*Try it*: Set down, exactly as written, every line from the top of the records below to the line containing "use std::fs;", both ends included, and no others.
+++ Records supplied
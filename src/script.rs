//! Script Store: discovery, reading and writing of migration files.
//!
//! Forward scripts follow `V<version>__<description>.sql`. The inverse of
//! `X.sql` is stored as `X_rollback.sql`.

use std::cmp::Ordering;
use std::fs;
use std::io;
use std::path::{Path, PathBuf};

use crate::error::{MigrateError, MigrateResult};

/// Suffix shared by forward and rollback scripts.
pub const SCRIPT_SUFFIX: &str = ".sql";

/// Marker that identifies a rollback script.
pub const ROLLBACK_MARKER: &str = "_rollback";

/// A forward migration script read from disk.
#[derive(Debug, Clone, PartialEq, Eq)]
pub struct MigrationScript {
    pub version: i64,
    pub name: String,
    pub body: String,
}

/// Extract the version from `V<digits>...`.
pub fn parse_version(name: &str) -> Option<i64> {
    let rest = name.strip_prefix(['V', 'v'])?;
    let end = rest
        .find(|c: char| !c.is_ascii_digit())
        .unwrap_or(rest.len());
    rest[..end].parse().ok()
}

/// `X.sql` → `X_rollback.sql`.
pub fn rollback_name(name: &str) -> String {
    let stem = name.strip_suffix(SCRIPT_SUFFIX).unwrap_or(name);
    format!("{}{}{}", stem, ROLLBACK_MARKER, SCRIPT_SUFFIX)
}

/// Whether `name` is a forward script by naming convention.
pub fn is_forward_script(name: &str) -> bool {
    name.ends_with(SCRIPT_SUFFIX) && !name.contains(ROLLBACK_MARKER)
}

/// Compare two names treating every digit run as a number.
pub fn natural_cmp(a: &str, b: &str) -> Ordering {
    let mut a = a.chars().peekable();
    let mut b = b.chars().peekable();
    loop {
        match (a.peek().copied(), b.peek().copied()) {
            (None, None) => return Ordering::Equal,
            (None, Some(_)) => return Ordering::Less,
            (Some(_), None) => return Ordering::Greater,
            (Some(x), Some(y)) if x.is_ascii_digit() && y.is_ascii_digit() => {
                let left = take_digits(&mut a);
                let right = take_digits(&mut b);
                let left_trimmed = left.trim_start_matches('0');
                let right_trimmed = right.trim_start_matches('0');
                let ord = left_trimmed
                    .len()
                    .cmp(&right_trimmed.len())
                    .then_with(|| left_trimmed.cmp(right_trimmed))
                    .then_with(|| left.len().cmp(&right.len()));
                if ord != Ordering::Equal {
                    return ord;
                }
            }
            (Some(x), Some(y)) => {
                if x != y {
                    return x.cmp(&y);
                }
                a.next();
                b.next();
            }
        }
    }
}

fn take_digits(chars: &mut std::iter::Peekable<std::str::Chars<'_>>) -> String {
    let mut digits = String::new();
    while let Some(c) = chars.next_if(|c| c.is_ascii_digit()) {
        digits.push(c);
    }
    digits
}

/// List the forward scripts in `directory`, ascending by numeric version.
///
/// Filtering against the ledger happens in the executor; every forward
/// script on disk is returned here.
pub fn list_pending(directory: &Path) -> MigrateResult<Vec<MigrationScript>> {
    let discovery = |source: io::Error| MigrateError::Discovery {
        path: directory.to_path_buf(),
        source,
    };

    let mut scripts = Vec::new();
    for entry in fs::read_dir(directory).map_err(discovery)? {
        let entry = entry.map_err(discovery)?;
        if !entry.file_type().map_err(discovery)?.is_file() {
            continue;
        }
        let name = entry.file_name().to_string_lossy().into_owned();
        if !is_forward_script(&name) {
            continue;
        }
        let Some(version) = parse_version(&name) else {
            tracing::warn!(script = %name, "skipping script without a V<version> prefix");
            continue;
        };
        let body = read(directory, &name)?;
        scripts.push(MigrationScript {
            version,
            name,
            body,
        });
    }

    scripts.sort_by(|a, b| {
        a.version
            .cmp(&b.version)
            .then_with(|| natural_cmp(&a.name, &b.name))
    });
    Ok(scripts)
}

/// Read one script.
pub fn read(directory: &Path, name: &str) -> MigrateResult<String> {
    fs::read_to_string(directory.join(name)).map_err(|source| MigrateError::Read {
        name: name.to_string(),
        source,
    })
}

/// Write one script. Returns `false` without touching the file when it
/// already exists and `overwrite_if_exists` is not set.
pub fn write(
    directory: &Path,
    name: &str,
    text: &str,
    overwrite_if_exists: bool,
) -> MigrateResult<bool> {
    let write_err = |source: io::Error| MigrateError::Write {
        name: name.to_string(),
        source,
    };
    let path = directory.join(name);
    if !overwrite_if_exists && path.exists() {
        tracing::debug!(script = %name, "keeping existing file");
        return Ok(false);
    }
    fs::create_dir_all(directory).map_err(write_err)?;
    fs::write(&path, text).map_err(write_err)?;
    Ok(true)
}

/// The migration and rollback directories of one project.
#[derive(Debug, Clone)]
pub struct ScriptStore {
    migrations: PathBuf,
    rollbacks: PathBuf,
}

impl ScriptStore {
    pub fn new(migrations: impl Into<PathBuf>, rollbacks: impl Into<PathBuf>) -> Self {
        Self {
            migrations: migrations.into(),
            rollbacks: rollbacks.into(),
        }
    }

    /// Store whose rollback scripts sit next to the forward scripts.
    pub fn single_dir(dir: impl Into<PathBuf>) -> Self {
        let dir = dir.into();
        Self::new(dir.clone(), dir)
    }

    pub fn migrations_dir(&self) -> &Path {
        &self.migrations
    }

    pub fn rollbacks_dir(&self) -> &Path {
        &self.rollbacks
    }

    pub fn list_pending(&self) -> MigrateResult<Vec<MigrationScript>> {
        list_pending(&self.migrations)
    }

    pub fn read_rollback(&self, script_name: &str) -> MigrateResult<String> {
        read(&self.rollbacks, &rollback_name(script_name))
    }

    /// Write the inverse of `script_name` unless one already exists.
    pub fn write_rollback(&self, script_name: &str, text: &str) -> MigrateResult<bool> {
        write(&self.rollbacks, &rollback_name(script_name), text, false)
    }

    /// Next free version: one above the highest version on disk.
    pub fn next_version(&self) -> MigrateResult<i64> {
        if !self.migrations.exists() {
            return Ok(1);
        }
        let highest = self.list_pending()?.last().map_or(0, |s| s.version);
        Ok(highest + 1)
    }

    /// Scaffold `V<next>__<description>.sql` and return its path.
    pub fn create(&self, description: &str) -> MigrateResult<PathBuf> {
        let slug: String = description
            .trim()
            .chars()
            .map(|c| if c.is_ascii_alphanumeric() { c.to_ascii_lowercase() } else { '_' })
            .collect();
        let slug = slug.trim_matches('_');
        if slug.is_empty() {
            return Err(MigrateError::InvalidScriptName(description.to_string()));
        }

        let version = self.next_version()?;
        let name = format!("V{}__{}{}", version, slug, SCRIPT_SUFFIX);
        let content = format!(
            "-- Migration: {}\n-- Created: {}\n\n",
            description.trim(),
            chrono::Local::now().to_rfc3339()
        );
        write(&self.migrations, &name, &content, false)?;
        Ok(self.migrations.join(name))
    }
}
++++++
*Exercise output*:
filename src/script.rs
//! Script Store: discovery, reading and writing of migration files.
//!
//! Forward scripts follow `V<version>__<description>.sql`. The inverse of
//! `X.sql` is stored as `X_rollback.sql`.

use std::cmp::Ordering;
use std::fs;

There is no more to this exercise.